== Exercise data ==
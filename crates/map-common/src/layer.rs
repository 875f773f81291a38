//! The renderable layer contract consumed by map widgets.

use std::fmt;
use std::ops::Deref;
use std::sync::Arc;

use image::RgbaImage;

use crate::{BoundingBox, MapResult, Viewport};

/// A layer that can paint itself onto an RGBA frame.
///
/// Layers are shared between the host's layer list and the widget's, so
/// rendering takes `&self`; layers with caches use interior mutability.
pub trait MapLayer: Send + Sync {
    fn name(&self) -> &str;

    /// Ground extent of everything the layer can draw, if known.
    fn envelope(&self) -> Option<BoundingBox>;

    fn render(&self, surface: &mut RgbaImage, viewport: &Viewport) -> MapResult<()>;
}

/// Shared handle to a layer. Equality is identity.
#[derive(Clone)]
pub struct LayerRef(Arc<dyn MapLayer>);

impl LayerRef {
    pub fn new<L: MapLayer + 'static>(layer: L) -> Self {
        Self(Arc::new(layer))
    }

    pub fn from_arc(layer: Arc<dyn MapLayer>) -> Self {
        Self(layer)
    }
}

impl Deref for LayerRef {
    type Target = dyn MapLayer;

    fn deref(&self) -> &Self::Target {
        self.0.as_ref()
    }
}

impl PartialEq for LayerRef {
    fn eq(&self, other: &Self) -> bool {
        Arc::ptr_eq(&self.0, &other.0)
    }
}

impl Eq for LayerRef {}

impl fmt::Debug for LayerRef {
    fn fmt(&self, f: &mut fmt::Formatter<'_>) -> fmt::Result {
        f.debug_tuple("LayerRef").field(&self.0.name()).finish()
    }
}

== The task ==
With "MapLayer" as the word to match, copy each line of the records that has it.

== Your solution ==
pub trait MapLayer: Send + Sync {
pub struct LayerRef(Arc<dyn MapLayer>);
    pub fn new<L: MapLayer + 'static>(layer: L) -> Self {
    pub fn from_arc(layer: Arc<dyn MapLayer>) -> Self {
    type Target = dyn MapLayer;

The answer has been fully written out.